Dataset entries.
·····
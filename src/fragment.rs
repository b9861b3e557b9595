use rust_decimal::Decimal;

use crate::schema::SchemaSnapshot;

/// Marker the merger substitutes with the upstream cumulative query when it
/// applies an [`Fragment::Override`].
pub const UPSTREAM_SLOT: &str = "{{upstream}}";

/// Alias the merger binds the upstream query to when a fragment needs it
/// nested. [`Fragment::WrapRequired`] text selects from this name.
pub const WRAP_ALIAS: &str = "__src";

/// Name of the synthetic rank column used by deduplication. Projected back
/// out before the result reaches the user.
pub const RANK_COLUMN: &str = "__seq";

/// CTE name a raw user query may select the upstream result from.
pub const PRIOR_NAME: &str = "prior";

/// Which top-level clause a [`Fragment::Clause`] contributes.
#[derive(Debug, Clone, Copy, PartialEq, Eq)]
pub enum ClauseKind {
    Where,
    OrderBy,
}

impl ClauseKind {
    pub fn keyword(&self) -> &'static str {
        match self {
            ClauseKind::Where => "WHERE",
            ClauseKind::OrderBy => "ORDER BY",
        }
    }
}

/// The partial query-language effect contributed by a single cell.
///
/// This is the algebra the merger operates on: a fragment declares *how* it
/// may combine with an arbitrary upstream query instead of leaving that to
/// ad hoc string surgery at each call site.
#[derive(Debug, Clone, PartialEq)]
pub enum Fragment {
    /// A clause appendable to a simple SELECT (or replacing a same-kind
    /// clause already present at the top level).
    Clause { kind: ClauseKind, text: String },

    /// A full SELECT over the upstream query nested as [`WRAP_ALIAS`].
    /// Safe against any upstream shape, however complex.
    WrapRequired { select: String },

    /// A full replacement for the cumulative query. [`UPSTREAM_SLOT`] inside
    /// the template marks where the upstream text is embedded.
    Override { template: String },
}

/// Sort direction for a sort cell.
#[derive(Debug, Clone, Copy, PartialEq, Eq)]
pub enum SortDirection {
    Ascending,
    Descending,
}

impl SortDirection {
    pub fn keyword(&self) -> &'static str {
        match self {
            SortDirection::Ascending => "ASC",
            SortDirection::Descending => "DESC",
        }
    }
}

/// Comparison a filter cell applies to its column.
#[derive(Debug, Clone, Copy, PartialEq, Eq)]
pub enum FilterOp {
    Eq,
    Ne,
    Lt,
    Le,
    Gt,
    Ge,
    /// Substring match, rendered as LIKE '%value%'
    Contains,
    IsNull,
    IsNotNull,
}

impl FilterOp {
    fn operator(&self) -> &'static str {
        match self {
            FilterOp::Eq => "=",
            FilterOp::Ne => "<>",
            FilterOp::Lt => "<",
            FilterOp::Le => "<=",
            FilterOp::Gt => ">",
            FilterOp::Ge => ">=",
            FilterOp::Contains => "LIKE",
            FilterOp::IsNull => "IS NULL",
            FilterOp::IsNotNull => "IS NOT NULL",
        }
    }
}

/// A literal a filter cell compares against.
///
/// Numbers are carried as [`Decimal`] so `3.10` typed by the user lands in
/// the SQL text as `3.10`, not `3.1000000000000001`.
#[derive(Debug, Clone, PartialEq)]
pub enum FilterValue {
    Number(Decimal),
    Text(String),
    Boolean(bool),
    Null,
}

/// Aggregate applied by a pivot cell to its value column.
#[derive(Debug, Clone, Copy, PartialEq, Eq)]
pub enum Aggregate {
    Sum,
    Count,
    Avg,
    Min,
    Max,
}

impl Aggregate {
    pub fn keyword(&self) -> &'static str {
        match self {
            Aggregate::Sum => "sum",
            Aggregate::Count => "count",
            Aggregate::Avg => "avg",
            Aggregate::Min => "min",
            Aggregate::Max => "max",
        }
    }
}

/// What a deduplicate cell partitions by.
#[derive(Debug, Clone, PartialEq)]
pub enum DedupeKey {
    /// Keep one row per distinct full-row value (the "Full Rows" selection).
    FullRows,
    /// Keep the first row per distinct value of one column.
    Column(String),
}

/// Kind-specific parameters of one pipeline cell.
///
/// The display kinds (`TableView`, `Download`, `Chart`, `Assistant`,
/// `ScriptQuery`) contribute nothing to the cumulative query; they exist so
/// the pipeline can hold them in sequence like any other cell.
#[derive(Debug, Clone, PartialEq)]
pub enum CellParams {
    /// The data-source cell anchoring the pipeline at index 0.
    Source { table: String },
    Filter {
        column: String,
        op: FilterOp,
        value: FilterValue,
    },
    Sort {
        column: String,
        direction: SortDirection,
    },
    Deduplicate { key: DedupeKey },
    Pivot {
        on: String,
        value: String,
        aggregate: Aggregate,
        group_by: Vec<String>,
    },
    DeriveColumn { name: String, expression: String },
    DropColumns { columns: Vec<String> },
    RawQuery { text: String },
    TableView,
    Download,
    Chart,
    Assistant,
    ScriptQuery,
}

impl CellParams {
    /// Short name used in error messages and CLI output.
    pub fn kind_name(&self) -> &'static str {
        match self {
            CellParams::Source { .. } => "source",
            CellParams::Filter { .. } => "filter",
            CellParams::Sort { .. } => "sort",
            CellParams::Deduplicate { .. } => "deduplicate",
            CellParams::Pivot { .. } => "pivot",
            CellParams::DeriveColumn { .. } => "derive",
            CellParams::DropColumns { .. } => "drop-columns",
            CellParams::RawQuery { .. } => "raw-query",
            CellParams::TableView => "table",
            CellParams::Download => "download",
            CellParams::Chart => "chart",
            CellParams::Assistant => "assistant",
            CellParams::ScriptQuery => "script",
        }
    }

    /// Whether the generator for this kind needs the upstream column set.
    pub fn needs_schema(&self) -> bool {
        matches!(
            self,
            CellParams::Deduplicate { .. } | CellParams::DropColumns { .. }
        )
    }

    pub fn is_source(&self) -> bool {
        matches!(self, CellParams::Source { .. })
    }
}

/// Errors fragment generation can produce.
#[derive(Debug, Clone, PartialEq)]
pub enum FragmentError {
    /// A referenced column is no longer present in the upstream schema
    /// (an earlier drop-columns cell removed it, or a pivot reshaped it).
    SchemaMismatch { column: String },

    /// A user-supplied name is not a legal bare identifier.
    InvalidIdentifier(String),

    /// A required parameter is empty.
    EmptyParameter(&'static str),

    /// The generator needs the upstream column set but none was supplied.
    SchemaUnavailable,
}

impl std::fmt::Display for FragmentError {
    fn fmt(&self, f: &mut std::fmt::Formatter<'_>) -> std::fmt::Result {
        match self {
            FragmentError::SchemaMismatch { column } => {
                write!(f, "column '{}' is not present in the upstream result", column)
            }
            FragmentError::InvalidIdentifier(name) => {
                write!(f, "'{}' is not a valid column identifier", name)
            }
            FragmentError::EmptyParameter(what) => write!(f, "missing {}", what),
            FragmentError::SchemaUnavailable => {
                write!(f, "upstream schema is required but not available")
            }
        }
    }
}

impl std::error::Error for FragmentError {}

/// Quote an identifier for the engine's SQL dialect.
pub fn quote_ident(name: &str) -> String {
    format!("\"{}\"", name.replace('"', "\"\""))
}

/// Quote a text literal.
fn quote_text(s: &str) -> String {
    format!("'{}'", s.replace('\'', "''"))
}

fn render_filter_value(value: &FilterValue) -> String {
    match value {
        FilterValue::Number(d) => d.to_string(),
        FilterValue::Text(s) => quote_text(s),
        FilterValue::Boolean(b) => b.to_string(),
        FilterValue::Null => "NULL".to_string(),
    }
}

fn require_nonempty(text: &str, what: &'static str) -> Result<(), FragmentError> {
    if text.trim().is_empty() {
        Err(FragmentError::EmptyParameter(what))
    } else {
        Ok(())
    }
}

fn valid_identifier(name: &str) -> bool {
    let re = regex::Regex::new(r"^[A-Za-z_][A-Za-z0-9_]*$").unwrap();
    re.is_match(name)
}

fn require_schema<'a>(
    schema: Option<&'a SchemaSnapshot>,
) -> Result<&'a SchemaSnapshot, FragmentError> {
    schema.ok_or(FragmentError::SchemaUnavailable)
}

/// Build the fragment for one cell.
///
/// Pure: the same parameters and snapshot always produce the same fragment.
/// `schema` is only consulted by kinds for which
/// [`CellParams::needs_schema`] is true; passing `None` to the others is
/// fine.
///
/// # Examples
///
/// ```
/// use cellpipe::fragment::{generate, CellParams, Fragment, SortDirection};
///
/// let params = CellParams::Sort {
///     column: "price".to_string(),
///     direction: SortDirection::Descending,
/// };
/// let fragment = generate(&params, None).unwrap();
/// assert!(matches!(fragment, Fragment::Clause { .. }));
/// ```
pub fn generate(
    params: &CellParams,
    schema: Option<&SchemaSnapshot>,
) -> Result<Fragment, FragmentError> {
    match params {
        CellParams::Source { table } => {
            require_nonempty(table, "source table name")?;
            Ok(Fragment::Override {
                template: format!("SELECT * FROM {}", quote_ident(table)),
            })
        }

        CellParams::Filter { column, op, value } => {
            require_nonempty(column, "filter column")?;
            let text = match op {
                FilterOp::IsNull | FilterOp::IsNotNull => {
                    format!("{} {}", quote_ident(column), op.operator())
                }
                FilterOp::Contains => {
                    let needle = match value {
                        FilterValue::Text(s) => s.clone(),
                        other => render_filter_value(other),
                    };
                    format!(
                        "{} LIKE {}",
                        quote_ident(column),
                        quote_text(&format!("%{}%", needle))
                    )
                }
                _ => format!(
                    "{} {} {}",
                    quote_ident(column),
                    op.operator(),
                    render_filter_value(value)
                ),
            };
            Ok(Fragment::Clause {
                kind: ClauseKind::Where,
                text,
            })
        }

        CellParams::Sort { column, direction } => {
            require_nonempty(column, "sort column")?;
            Ok(Fragment::Clause {
                kind: ClauseKind::OrderBy,
                text: format!("{} {}", quote_ident(column), direction.keyword()),
            })
        }

        CellParams::Deduplicate { key } => {
            let schema = require_schema(schema)?;
            let partition = match key {
                DedupeKey::FullRows => {
                    if schema.is_empty() {
                        return Err(FragmentError::EmptyParameter("upstream columns"));
                    }
                    schema
                        .columns()
                        .iter()
                        .map(|c| quote_ident(c))
                        .collect::<Vec<_>>()
                        .join(", ")
                }
                DedupeKey::Column(column) => {
                    require_nonempty(column, "deduplicate column")?;
                    if !schema.contains(column) {
                        return Err(FragmentError::SchemaMismatch {
                            column: column.clone(),
                        });
                    }
                    quote_ident(column)
                }
            };
            // No ORDER BY in the window: the engine's natural scan order
            // decides which row of each partition survives, matching
            // keep-first-occurrence semantics. Valid (and empty) on an
            // empty upstream.
            let select = format!(
                "SELECT * EXCLUDE ({rank}) FROM (SELECT *, ROW_NUMBER() OVER (PARTITION BY {partition}) AS {rank} FROM {alias}) WHERE {rank} = 1",
                rank = quote_ident(RANK_COLUMN),
                partition = partition,
                alias = WRAP_ALIAS,
            );
            Ok(Fragment::WrapRequired { select })
        }

        CellParams::Pivot {
            on,
            value,
            aggregate,
            group_by,
        } => {
            require_nonempty(on, "pivot column")?;
            require_nonempty(value, "pivot value column")?;
            let mut template = format!(
                "PIVOT ({}) ON {} USING {}({})",
                UPSTREAM_SLOT,
                quote_ident(on),
                aggregate.keyword(),
                quote_ident(value)
            );
            if !group_by.is_empty() {
                let cols = group_by
                    .iter()
                    .map(|c| quote_ident(c))
                    .collect::<Vec<_>>()
                    .join(", ");
                template.push_str(&format!(" GROUP BY {}", cols));
            }
            Ok(Fragment::Override { template })
        }

        CellParams::DeriveColumn { name, expression } => {
            require_nonempty(name, "derived column name")?;
            require_nonempty(expression, "derived column expression")?;
            if !valid_identifier(name) {
                return Err(FragmentError::InvalidIdentifier(name.clone()));
            }
            Ok(Fragment::WrapRequired {
                select: format!(
                    "SELECT *, ({}) AS {} FROM {}",
                    expression.trim(),
                    quote_ident(name),
                    WRAP_ALIAS
                ),
            })
        }

        CellParams::DropColumns { columns } => {
            let schema = require_schema(schema)?;
            if columns.is_empty() {
                return Err(FragmentError::EmptyParameter("columns to drop"));
            }
            for column in columns {
                if !schema.contains(column) {
                    return Err(FragmentError::SchemaMismatch {
                        column: column.clone(),
                    });
                }
            }
            let excluded = columns
                .iter()
                .map(|c| quote_ident(c))
                .collect::<Vec<_>>()
                .join(", ");
            Ok(Fragment::WrapRequired {
                select: format!("SELECT * EXCLUDE ({}) FROM {}", excluded, WRAP_ALIAS),
            })
        }

        CellParams::RawQuery { text } => {
            require_nonempty(text, "query text")?;
            Ok(Fragment::Override {
                template: format!(
                    "WITH {} AS ({}) {}",
                    PRIOR_NAME,
                    UPSTREAM_SLOT,
                    text.trim()
                ),
            })
        }

        // Display cells pass the upstream query through untouched.
        CellParams::TableView
        | CellParams::Download
        | CellParams::Chart
        | CellParams::Assistant
        | CellParams::ScriptQuery => Ok(Fragment::Override {
            template: UPSTREAM_SLOT.to_string(),
        }),
    }
}

/// Row accounting a deduplicate cell reports after execution.
///
/// `current_rows + duplicates_removed == table_rows` holds by construction.
#[derive(Debug, Clone, Copy, PartialEq, Eq)]
pub struct DedupeReport {
    /// Rows in the upstream result.
    pub table_rows: usize,
    /// Rows surviving deduplication.
    pub current_rows: usize,
    /// Rows removed.
    pub duplicates_removed: usize,
}

impl DedupeReport {
    pub fn new(table_rows: usize, current_rows: usize) -> Self {
        DedupeReport {
            table_rows,
            current_rows,
            duplicates_removed: table_rows.saturating_sub(current_rows),
        }
    }
}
·····
EXERCISE BRIEF. From the records above, show each line that contains the word "SchemaMismatch".

RESULT OF THIS TASK.
    SchemaMismatch { column: String },
            FragmentError::SchemaMismatch { column } => {
                        return Err(FragmentError::SchemaMismatch {
                    return Err(FragmentError::SchemaMismatch {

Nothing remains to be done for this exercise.